Work instruction >> Copy out the listing exactly.
━━━━━ Supplied material ━━━━━
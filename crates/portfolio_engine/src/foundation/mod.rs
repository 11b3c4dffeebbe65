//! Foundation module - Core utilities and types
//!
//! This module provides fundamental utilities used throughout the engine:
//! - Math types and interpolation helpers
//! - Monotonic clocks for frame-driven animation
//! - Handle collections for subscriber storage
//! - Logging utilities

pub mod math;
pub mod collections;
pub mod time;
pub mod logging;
━━━━━
Exercise response >>
filename crates/portfolio_engine/src/foundation/mod.rs
repository 11b3c4dffeebbe65
//! Foundation module - Core utilities and types
//!
//! This module provides fundamental utilities used throughout the engine:
//! - Math types and interpolation helpers
//! - Monotonic clocks for frame-driven animation
//! - Handle collections for subscriber storage
//! - Logging utilities

pub mod math;
pub mod collections;
pub mod time;
pub mod logging;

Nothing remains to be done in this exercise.